Região
Picada Café 34 anos – emoção marca homenagem aos emancipacionistas, ex e atuais vereadores
Picada Café – Homenagear quem fez e dar a eles um mimo, uma salva de palmas em forma de gratidão e agradecimento. Assim foi a noite de sexta-feira, dia 13, na Sociedade Aliança de Picada Café. A Câmara de Vereadores promoveu o ato pela chegada do 20 de março, data em que Picada Café celebra seus 34 anos de emancipação.
HINO
A presidente da Câmara, Franciele Simon Dielh, frisou a importância e a luta dos emancipacionistas. “Se hoje somos a cidade de Picada Café, foi porque eles lutaram e venceram os obstáculos naquela época”, descreveu. Franciele também falou da cidade. “Nosso hino diz que viemos de diversos lugares para um lugar de terras prometidas. Essa terra existe, cresceu e floresceu, foi feita por pessoas que acreditaram”, afirmou. A presidente disse ainda que a homenagem é justa a quem fez. “Esse encontro é mais que um jantar. É uma marca de quem fez e segue fazendo. O crescimento de Picada Café está ligada ao trabalho”, detalhou. Quem também fez questão de mencionar a comissão de emancipação foi o prefeito Daniel Rückert. “Já fizemos uma homenagem aos membros da comissão em 2017. Foi uma luta difícil, mas as conquistas de hoje estão relacionadas a aquele momento importante da nossa história”, declarou.
EMANCIPACIONISTAS
Dos membros da comissão de emancipação, alguns já são falecidos. O caso do presidente Eugênio Spier, João Cláudio Hoffmann, Marião Ruppenthal, Guido Holz, dentre outros. Eles foram representados por familiares. Se recuperando de uma cirurgia, o vice presidente Artêmio Arnold não compareceu, mas enviou uma mensagem onde relatou as dificuldades encontradas no processo. “Tivemos dois processos de emancipação. O primeiro não foi aceito porque a lei obrigava os municípios a terem dez mil habitantes”, lembrou. “Na segunda oportunidade a lei foi mudada e o povo de Picada Café disse sim no plebiscito. Depois disso ninguém mais segurou”, acrescentou. Quem falou em nome da comissão de emancipação foi João Luiz Mallmann. Fez questão de falar que todos da comissão tiveram papel importante neste processo. “Tínhamos representação na Câmara de Nova Petrópolis e seu Artêmio Arnold era vice presidente.
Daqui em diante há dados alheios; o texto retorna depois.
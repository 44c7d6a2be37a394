//! HTTP client for the ESI endpoints.

use std::time::Duration;

use async_trait::async_trait;
use reqwest::header::{HeaderMap, HeaderValue, USER_AGENT};
use reqwest::{Response, StatusCode};
use serde::de::DeserializeOwned;
use tracing::{debug, warn};

use warden_core::config::EsiConfig;
use warden_core::ports::WarApi;
use warden_core::{AllianceId, Corporation, CorporationId, War, WarId, WardenError, WardenResult};

use crate::response::{CorporationResponse, NamedResponse, WarResponse};

/// Below this many remaining errors in the current window, every response
/// is logged at warn.
const ERROR_LIMIT_WARNING: u32 = 20;

const ERROR_LIMIT_HEADER: &str = "x-esi-error-limit-remain";

/// ESI client. Owns the optional bearer token it authenticates with.
#[derive(Clone)]
pub struct EsiClient {
    base_url: String,
    token: Option<String>,
    client: reqwest::Client,
}

impl EsiClient {
    pub fn new(base_url: &str, user_agent: &str, timeout: Duration) -> WardenResult<Self> {
        let mut headers = HeaderMap::new();
        let agent = HeaderValue::from_str(user_agent)
            .map_err(|e| WardenError::config(format!("invalid user agent: {}", e)))?;
        headers.insert(USER_AGENT, agent);

        let client = reqwest::Client::builder()
            .timeout(timeout)
            .default_headers(headers)
            .build()
            .map_err(|e| WardenError::config(format!("cannot build HTTP client: {}", e)))?;

        debug!(base_url = %base_url, "ESI client initialized");
        Ok(Self {
            base_url: base_url.trim_end_matches('/').to_string(),
            token: None,
            client,
        })
    }

    pub fn from_config(config: &EsiConfig) -> WardenResult<Self> {
        let client = Self::new(&config.base_url, &config.user_agent, config.timeout())?;
        Ok(match &config.token {
            Some(token) => client.with_token(token),
            None => client,
        })
    }

    pub fn with_token(mut self, token: &str) -> Self {
        self.token = Some(token.to_string());
        self
    }

    async fn get<T: DeserializeOwned>(&self, path: &str) -> WardenResult<T> {
        let url = format!("{}{}", self.base_url, path);
        let mut request = self.client.get(&url);
        if let Some(token) = &self.token {
            request = request.bearer_auth(token);
        }

        let response = request
            .send()
            .await
            .map_err(|e| WardenError::upstream(format!("GET {} failed: {}", path, e)))?;
        check_error_limit(&response, path);

        let status = response.status();
        if status == StatusCode::NOT_FOUND {
            return Err(WardenError::NotFound(path.to_string()));
        }
        if !status.is_success() {
            let body = response.text().await.unwrap_or_default();
            return Err(WardenError::upstream(format!("GET {} returned {}: {}", path, status, body)));
        }

        response
            .json()
            .await
            .map_err(|e| WardenError::upstream(format!("Failed to decode {}: {}", path, e)))
    }
}

fn check_error_limit(response: &Response, path: &str) {
    let remaining = response
        .headers()
        .get(ERROR_LIMIT_HEADER)
        .and_then(|v| v.to_str().ok())
        .and_then(|v| v.parse::<u32>().ok());

    if let Some(remaining) = remaining {
        if remaining < ERROR_LIMIT_WARNING {
            warn!(path = %path, remaining, "ESI error limit nearly exhausted");
        }
    }
}

#[async_trait]
impl WarApi for EsiClient {
    async fn war_ids(&self) -> WardenResult<Vec<WarId>> {
        let ids: Vec<i32> = self.get("/wars/").await?;
        debug!(count = ids.len(), "Fetched war list");
        Ok(ids.into_iter().map(WarId).collect())
    }

    async fn war(&self, war_id: WarId) -> WardenResult<War> {
        let wire: WarResponse = self.get(&format!("/wars/{}/", war_id)).await?;
        wire.into_war()
    }

    async fn alliance_name(&self, alliance_id: AllianceId) -> WardenResult<String> {
        let wire: NamedResponse = self.get(&format!("/alliances/{}/", alliance_id)).await?;
        Ok(wire.name)
    }

    async fn corporation_name(&self, corporation_id: CorporationId) -> WardenResult<String> {
        let wire: NamedResponse = self.get(&format!("/corporations/{}/", corporation_id)).await?;
        Ok(wire.name)
    }

    async fn corporation(&self, corporation_id: CorporationId) -> WardenResult<Corporation> {
        let wire: CorporationResponse =
            self.get(&format!("/corporations/{}/", corporation_id)).await?;
        Ok(wire.into_corporation(corporation_id))
    }
}
//! Domain models.

pub mod corporation;
pub mod ledger;
pub mod war;

pub use corporation::{Channel, Corporation};
pub use ledger::LedgerEntry;
pub use war::{AllianceId, CorporationId, Party, War, WarId};
//! Global war record queries — Redis implementation.
//!
//! A war lands here the first time its details are fetched, independent
//! of which corporation (if any) is involved.

use std::collections::HashSet;

use crate::client::{RedisPool, RedisResult};
use redis::AsyncCommands;
use serde::{Deserialize, Serialize};

const ALL_WARS_KEY: &str = "warden:wars:all";

/// One side of a war as stored. Exactly one id is expected to be set;
/// the core rejects rows where neither is.
#[derive(Debug, Clone, PartialEq, Eq, Serialize, Deserialize)]
pub struct PartyRow {
    pub alliance_id: Option<i32>,
    pub corporation_id: Option<i32>,
}

#[derive(Debug, Clone, PartialEq, Eq, Serialize, Deserialize)]
pub struct WarRow {
    pub id: i32,
    pub aggressor: PartyRow,
    pub defender: PartyRow,
    #[serde(default)]
    pub allies: Vec<PartyRow>,
    pub declared: String,
    pub started: Option<String>,
    pub retracted: Option<String>,
    pub finished: Option<String>,
    #[serde(default)]
    pub mutual: bool,
    pub open_for_allies: bool,
}

fn war_key(war_id: i32) -> String {
    format!("warden:war:{}", war_id)
}

/// Insert or replace a war document and index it.
pub async fn save_war(pool: &RedisPool, row: &WarRow) -> RedisResult<()> {
    let mut conn = pool.clone();
    let json = serde_json::to_string(row)?;
    conn.hset::<_, _, _, ()>(war_key(row.id), "data", &json).await?;
    conn.sadd::<_, _, ()>(ALL_WARS_KEY, row.id).await?;
    Ok(())
}

pub async fn war_exists(pool: &RedisPool, war_id: i32) -> RedisResult<bool> {
    let mut conn = pool.clone();
    let present: bool = conn.sismember(ALL_WARS_KEY, war_id).await?;
    Ok(present)
}

/// All known war ids, ascending.
pub async fn list_war_ids(pool: &RedisPool) -> RedisResult<Vec<i32>> {
    let mut conn = pool.clone();
    let mut ids: Vec<i32> = conn.smembers(ALL_WARS_KEY).await?;
    ids.sort_unstable();
    Ok(ids)
}

pub async fn remove_war(pool: &RedisPool, war_id: i32) -> RedisResult<()> {
    let mut conn = pool.clone();
    conn.del::<_, ()>(war_key(war_id)).await?;
    conn.srem::<_, _, ()>(ALL_WARS_KEY, war_id).await?;
    Ok(())
}

/// Remove every war whose id is not in `keep`. Returns how many went.
pub async fn remove_old_wars(pool: &RedisPool, keep: &HashSet<i32>) -> RedisResult<usize> {
    let ids = list_war_ids(pool).await?;
    let mut removed = 0;
    for id in ids.into_iter().filter(|id| !keep.contains(id)) {
        remove_war(pool, id).await?;
        removed += 1;
    }
    Ok(removed)
}

pub async fn delete_all_wars(pool: &RedisPool) -> RedisResult<usize> {
    let ids = list_war_ids(pool).await?;
    let count = ids.len();
    let mut conn = pool.clone();
    for id in &ids {
        conn.del::<_, ()>(war_key(*id)).await?;
    }
    conn.del::<_, ()>(ALL_WARS_KEY).await?;
    Ok(count)
}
Eles viram a necessidade e a importância da emancipação”, frisou.
“TODOS SE SENTEM BEM”
A ex-vereadora Lisete Suzana Welter destacou que “Somos uma cidade onde todos se sentem bem e todos querem morar aqui”. Mencionou ainda o trabalho de cada gestão ao longo desses 34 anos. “Aqui cada prefeito fez sua parte. Tipo você continua onde eu parei”, descreveu. Afirmou ainda que em Picada Café se é atendido por hora marcada na saúde. “Eu mesma tive hora em Porto Alegre. Estava marcado para as 11h e fui atendida às 13h30”, destacou. O filho de Eugênio, Augusto Spier, era o advogado da comissão. Descreveu que, para Picada Café se emancipar, teve que ser alterada a lei que exigia 10 mil habitantes. “Houve pressão para convencer os deputados a mudar a legislação. E assim aconteceu”, frisou. Spier também lembrou que Picada Café era distrito, mas com economia forte já naquela época. “Tínhamos a Brochier, Caflex Calçados, Calçados Rubelo e o Curtume Ritter. Era isso que dava toda a certeza para a comissão que iriamos crescer como cidade”, afirmou. Após as homenagens houve entrega de um mimo a cada presente e um jantar e confraternização.